Jericó se quedó boquiabierto ya que se le acababa de ocurrir una idea brillante.
—¿Podemos usarlo contra Noir?
—Estoy seguro de que ese era el propósito de Jaden.
—Entonces ¿por qué no lo ha usado? —preguntó Zeth.
Jared lo miró con sorna.
—¿Alguna vez has intentando ponerle en torno al cuello algo así a un dios que te odia? No es muy fácil que digamos. Estoy seguro de que si lo fuera, Jaden lo habría hecho.
—Vale, un punto a tu favor, pero…
—Necesitamos el amuleto —concluyó Jericó.
Jared asintió con la cabeza.
—Pero en cuanto Céfira descubra que no lo tienes, me invocará de nuevo.
—Puede que sí o puede que no. Tal vez podamos renegociar cuando llegue el momento.
Jared resopló.
—Negociar con ella no es fácil. Casi siempre requiere un derramamiento de sangre. Y casi siempre es la mía.
—¿Delfine?
Delfine frunció el ceño al ver que una Óneiroi la llamaba.

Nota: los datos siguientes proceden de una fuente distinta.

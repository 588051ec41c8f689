use std::env;
use std::fmt;
use std::net::{IpAddr, SocketAddr};

use crate::applications::ReapplyPolicy;
use crate::matching::weights::{DEFAULT_SKILL_WEIGHT, DEFAULT_TAG_WEIGHT};
use crate::matching::{InvalidWeightConfiguration, MatchWeights};

/// Distinguishes runtime behavior for different stages of the service.
#[derive(Debug, Clone, Copy, PartialEq, Eq)]
pub enum AppEnvironment {
    Development,
    Test,
    Production,
}

impl AppEnvironment {
    fn from_str(value: &str) -> Self {
        match value.trim().to_ascii_lowercase().as_str() {
            "prod" | "production" => Self::Production,
            "test" | "ci" => Self::Test,
            _ => Self::Development,
        }
    }
}

/// Top-level configuration for the application.
#[derive(Debug, Clone)]
pub struct AppConfig {
    pub environment: AppEnvironment,
    pub server: ServerConfig,
    pub telemetry: TelemetryConfig,
    pub matching: MatchingConfig,
}

impl AppConfig {
    pub fn load() -> Result<Self, ConfigError> {
        dotenvy::dotenv().ok();

        let environment = AppEnvironment::from_str(
            &env::var("APP_ENV").unwrap_or_else(|_| "development".to_string()),
        );

        let host = env::var("APP_HOST").unwrap_or_else(|_| "127.0.0.1".to_string());
        let port = env::var("APP_PORT")
            .unwrap_or_else(|_| "3000".to_string())
            .parse::<u16>()
            .map_err(|_| ConfigError::InvalidPort)?;

        let log_level = env::var("APP_LOG_LEVEL").unwrap_or_else(|_| "info".to_string());

        let skill = weight_var("MATCH_SKILL_WEIGHT", DEFAULT_SKILL_WEIGHT)?;
        let tag = weight_var("MATCH_TAG_WEIGHT", DEFAULT_TAG_WEIGHT)?;
        let weights = MatchWeights::new(skill, tag)
            .map_err(|source| ConfigError::InvalidWeights { source })?;

        let reapply = match env::var("REAPPLY_POLICY") {
            Ok(value) => value
                .parse::<ReapplyPolicy>()
                .map_err(|value| ConfigError::InvalidReapplyPolicy { value })?,
            Err(_) => ReapplyPolicy::default(),
        };

        Ok(Self {
            environment,
            server: ServerConfig { host, port },
            telemetry: TelemetryConfig { log_level },
            matching: MatchingConfig { weights, reapply },
        })
    }
}

fn weight_var(name: &'static str, default: f64) -> Result<f64, ConfigError> {
    match env::var(name) {
        Ok(raw) => raw
            .trim()
            .parse::<f64>()
            .map_err(|_| ConfigError::InvalidWeightValue { name, raw }),
        Err(_) => Ok(default),
    }
}

/// Settings controlling the HTTP server binding.
#[derive(Debug, Clone)]
pub struct ServerConfig {
    pub host: String,
    pub port: u16,
}

impl ServerConfig {
    pub fn socket_addr(&self) -> Result<SocketAddr, ConfigError> {
        if self.host.eq_ignore_ascii_case("localhost") {
            return Ok(SocketAddr::new(IpAddr::from([127, 0, 0, 1]), self.port));
        }

        let ip: IpAddr = self
            .host
            .parse()
            .map_err(|source| ConfigError::InvalidHost { source })?;

        Ok(SocketAddr::new(ip, self.port))
    }
}

/// Tracing controls.
#[derive(Debug, Clone)]
pub struct TelemetryConfig {
    pub log_level: String,
}

/// Initial scoring weights and the re-apply rule.
#[derive(Debug, Clone, Copy, PartialEq)]
pub struct MatchingConfig {
    pub weights: MatchWeights,
    pub reapply: ReapplyPolicy,
}

#[derive(Debug)]
pub enum ConfigError {
    InvalidPort,
    InvalidHost {
        source: std::net::AddrParseError,
    },
    InvalidWeightValue {
        name: &'static str,
        raw: String,
    },
    InvalidWeights {
        source: InvalidWeightConfiguration,
    },
    InvalidReapplyPolicy {
        value: String,
    },
}

impl fmt::Display for ConfigError {
    fn fmt(&self, f: &mut fmt::Formatter<'_>) -> fmt::Result {
        match self {
            ConfigError::InvalidPort => write!(f, "APP_PORT must be a valid u16"),
            ConfigError::InvalidHost { .. } => {
                write!(f, "APP_HOST must parse to an IPv4 or IPv6 address")
            }
            ConfigError::InvalidWeightValue { name, raw } => {
                write!(f, "{name} must be a decimal number, got '{raw}'")
            }
            ConfigError::InvalidWeights { source } => {
                write!(f, "MATCH_SKILL_WEIGHT/MATCH_TAG_WEIGHT rejected: {source}")
            }
            ConfigError::InvalidReapplyPolicy { value } => {
                write!(f, "REAPPLY_POLICY must be 'reset' or 'keep', got '{value}'")
            }
        }
    }
}

impl std::error::Error for ConfigError {
    fn source(&self) -> Option<&(dyn std::error::Error + 'static)> {
        match self {
            ConfigError::InvalidHost { source } => Some(source),
            ConfigError::InvalidWeights { source } => Some(source),
            ConfigError::InvalidPort
            | ConfigError::InvalidWeightValue { .. }
            | ConfigError::InvalidReapplyPolicy { .. } => None,
        }
    }
}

—¿La conoces? —le preguntó Jericó.
—No, pero es obvio que ella a mí sí. —Le sonrió—. Vuelvo enseguida.
Jericó la observó alejarse con el corazón en un puño. Solo se arrepentía de no volver a verla una vez que se convirtiera en el esclavo de Zeus.
Porque la perdería para siempre.
Incapaz de pensar en ello, retomó la conversación. No se arrepentiría de lo que había hecho. Pero sí del futuro que se les negaría juntos.
Delfine siguió a la Óneiroi, que la instó a salir del vestíbulo. ¿Qué querría aquella mujer? ¿Y por qué no podían hablar delante de los demás?
Movida por la curiosidad se acercó a la diosa, que ya se había detenido.
—¿Necesitas algo?
La mujer era morena y bajita, y le resultaba conocida, aunque no recordaba a quién se parecía. Se volvió hacia ella con una sonrisa.
—Sí, necesito una cosa.
—¿El qué?
La mujer se dividió en tres diosas idénticas. Antes de que Delfine pudiera moverse siquiera, la inmovilizaron.
—Tu muerte —masculló la primera de las diosas al tiempo que la degollaba.